The museum was founded in 1964 as the outgrowth of the Southwest Georgia Art Association. It was first housed in an empty hosiery mill, then in 1969, through the generosity of W.B. Haley, Jr., the Art Association constructed a small facility in a local park. In 1983, after a successful capital campaign, the citizens of Albany and Southwest Georgia opened the Albany Museum of Art, a new museum facility located adjacent to the West Campus of Albany State University (formerly Darton College). The Museum facility contains six gallery spaces, a museum store, a 200-seat, multi-functional auditorium, an interactive children’s gallery, and a classroom for studio arts.
On January 2, 2017, the AMA facility sustained serious damage from the straight line winds that blew through the city.
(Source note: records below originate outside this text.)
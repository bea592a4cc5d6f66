use {
    crate::observe::{Broadcast, Fetchable, Observer, Source},
    std::{
        collections::HashMap,
        hash::Hash,
        sync::{Arc, RwLock},
    },
};

//<<<<>>>><<>><><<>><<<*>>><<>><><<>><<<<>>>>

/// Event of an observable mapping whose values are themselves observable.
#[derive(Clone)]
pub enum RelayMapEvent<K, V>
where
    K: Clone + Eq + Hash + Send + Sync + 'static,
    V: Source,
{
    Fetched(HashMap<K, V>),
    Any(HashMap<K, V>),
    Inserted { key: K, value: V },
    Removed { key: K, value: V },
    Replaced { key: K, value: V },
    Relayed { key: K, value: V, event: V::Value },
}

//<<<<>>>><<>><><<>><<<*>>><<>><><<>><<<<>>>>

struct RelayMapState<K, V>
where
    K: Clone + Eq + Hash + Send + Sync + 'static,
    V: Source,
{
    entries: HashMap<K, V>,
    relays: HashMap<K, Observer>,
}

impl<K, V> Drop for RelayMapState<K, V>
where
    K: Clone + Eq + Hash + Send + Sync + 'static,
    V: Source,
{
    fn drop(&mut self) {
        for relay in self.relays.values() {
            relay.invalidate();
        }
    }
}

//<<<<>>>><<>><><<>><<<*>>><<>><><<>><<<<>>>>

/// Observable unique-key mapping of observable values, with the same
/// one-relay-per-stored-value discipline as the sequence variant, keyed
/// instead of indexed.
pub struct RelayableDictionaryHolder<K, V>
where
    K: Clone + Eq + Hash + Send + Sync + 'static,
    V: Source,
{
    state: Arc<RwLock<RelayMapState<K, V>>>,
    cast: Broadcast<RelayMapEvent<K, V>>,
}

impl<K, V> RelayableDictionaryHolder<K, V>
where
    K: Clone + Eq + Hash + Send + Sync + 'static,
    V: Source,
{
    pub fn new() -> Self {
        RelayableDictionaryHolder {
            state: Arc::new(RwLock::new(RelayMapState {
                entries: HashMap::new(),
                relays: HashMap::new(),
            })),
            cast: Broadcast::new(),
        }
    }

    pub fn with_entries(entries: HashMap<K, V>) -> Self {
        let holder = RelayableDictionaryHolder::new();
        {
            let mut state = holder.state.write().unwrap();
            for (key, value) in &entries {
                let relay = holder.relay(key.clone(), value);
                state.relays.insert(key.clone(), relay);
            }
            state.entries = entries;
        }
        holder
    }

    pub fn raw(&self) -> HashMap<K, V> {
        self.state.read().unwrap().entries.clone()
    }

    pub fn get(&self, key: &K) -> Option<V> {
        self.state.read().unwrap().entries.get(key).cloned()
    }

    pub fn len(&self) -> usize {
        self.state.read().unwrap().entries.len()
    }

    pub fn is_empty(&self) -> bool {
        self.state.read().unwrap().entries.is_empty()
    }

    pub fn set(&self, entries: HashMap<K, V>) {
        let old = {
            let mut state = self.state.write().unwrap();
            let relays = entries
                .iter()
                .map(|(key, value)| (key.clone(), self.relay(key.clone(), value)))
                .collect();
            state.entries = entries.clone();
            std::mem::replace(&mut state.relays, relays)
        };
        for relay in old.values() {
            relay.invalidate();
        }
        self.cast.send(&RelayMapEvent::Any(entries));
    }

    /// The key must be absent.
    pub fn insert(&self, key: K, value: V) {
        {
            let mut state = self.state.write().unwrap();
            assert!(
                !state.entries.contains_key(&key),
                "insert requires an absent key"
            );
            let relay = self.relay(key.clone(), &value);
            state.relays.insert(key.clone(), relay);
            state.entries.insert(key.clone(), value.clone());
        }
        self.cast.send(&RelayMapEvent::Inserted { key, value });
    }

    /// The key must be present.
    pub fn replace(&self, key: K, value: V) {
        let old = {
            let mut state = self.state.write().unwrap();
            assert!(
                state.entries.contains_key(&key),
                "replace requires a present key"
            );
            let relay = self.relay(key.clone(), &value);
            state.entries.insert(key.clone(), value.clone());
            state.relays.insert(key.clone(), relay)
        };
        if let Some(old) = old {
            old.invalidate();
        }
        self.cast.send(&RelayMapEvent::Replaced { key, value });
    }

    /// Insert-or-replace on `Some`, remove on `None`; never panics.
    pub fn update(&self, key: K, value: Option<V>) {
        match value {
            Some(value) => {
                if self.get(&key).is_some() {
                    self.replace(key, value);
                } else {
                    self.insert(key, value);
                }
            }
            None => {
                self.remove_value(&key);
            }
        }
    }

    pub fn remove_value(&self, key: &K) -> Option<V> {
        let (removed, relay) = {
            let mut state = self.state.write().unwrap();
            let relay = state.relays.remove(key);
            (state.entries.remove(key), relay)
        };
        // the relay dies before the reference is dropped or broadcast
        if let Some(relay) = relay {
            relay.invalidate();
        }
        match removed {
            Some(value) => {
                self.cast.send(&RelayMapEvent::Removed {
                    key: key.clone(),
                    value: value.clone(),
                });
                Some(value)
            }
            None => None,
        }
    }

    /// Already empty: nothing changed, nothing is broadcast (uniform with
    /// the sequence holder).
    pub fn remove_all(&self) {
        let old;
        {
            let mut state = self.state.write().unwrap();
            if state.entries.is_empty() {
                return;
            }
            state.entries.clear();
            old = std::mem::take(&mut state.relays);
        }
        for relay in old.values() {
            relay.invalidate();
        }
        self.cast.send(&RelayMapEvent::Any(HashMap::new()));
    }

    fn relay(&self, key: K, value: &V) -> Observer {
        let weak_state = Arc::downgrade(&self.state);
        let weak_cast = self.cast.downgrade();
        value
            .chain()
            .each(move |event: &V::Value| {
                let (Some(state), Some(cast)) = (weak_state.upgrade(), weak_cast.upgrade())
                else {
                    return;
                };
                let Some(value) = ({
                    let state = state.read().unwrap();
                    state.entries.get(&key).cloned()
                }) else {
                    return;
                };
                cast.send(&RelayMapEvent::Relayed {
                    key: key.clone(),
                    value,
                    event: event.clone(),
                });
            })
            .end()
    }

    #[cfg(test)]
    fn live_relays(&self) -> usize {
        self.state
            .read()
            .unwrap()
            .relays
            .values()
            .filter(|relay| relay.is_valid())
            .count()
    }
}

impl<K, V> Clone for RelayableDictionaryHolder<K, V>
where
    K: Clone + Eq + Hash + Send + Sync + 'static,
    V: Source,
{
    fn clone(&self) -> Self {
        RelayableDictionaryHolder {
            state: self.state.clone(),
            cast: self.cast.clone(),
        }
    }
}

impl<K, V> Default for RelayableDictionaryHolder<K, V>
where
    K: Clone + Eq + Hash + Send + Sync + 'static,
    V: Source,
{
    fn default() -> Self {
        RelayableDictionaryHolder::new()
    }
}

//<<<<>>>><<>><><<>><<<*>>><<>><><<>><<<<>>>>

impl<K, V> Source for RelayableDictionaryHolder<K, V>
where
    K: Clone + Eq + Hash + Send + Sync + 'static,
    V: Source,
{
    type Value = RelayMapEvent<K, V>;

    fn broadcast(&self) -> Broadcast<RelayMapEvent<K, V>> {
        self.cast.clone()
    }

    fn replay_value(&self) -> Option<RelayMapEvent<K, V>> {
        self.fetched_value()
    }
}

impl<K, V> Fetchable for RelayableDictionaryHolder<K, V>
where
    K: Clone + Eq + Hash + Send + Sync + 'static,
    V: Source,
{
    fn fetched_value(&self) -> Option<RelayMapEvent<K, V>> {
        Some(RelayMapEvent::Fetched(self.raw()))
    }
}

//<<<<>>>><<>><><<>><<<*>>><<>><><<>><<<<>>>>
Just seven months later, the museum reopened three of the six galleries located on the first floor, the museum sales gallery, classroom, and auditorium.
While the permanent collection is currently located in an off-site storage facility, the museum continues to present a robust schedule of exhibitions and programming.
The Museum is making plans to move to a downtown facility, pending the location of a suitable building. After the move, the museum will be reunited with its permanent collection.
The growing collection of the AMA now includes 19th and 20th century American and European paintings, drawings, sculptures, watercolors, prints, and photographs and what has become one of the largest collections of traditional African art in the Southeast outside of a university setting.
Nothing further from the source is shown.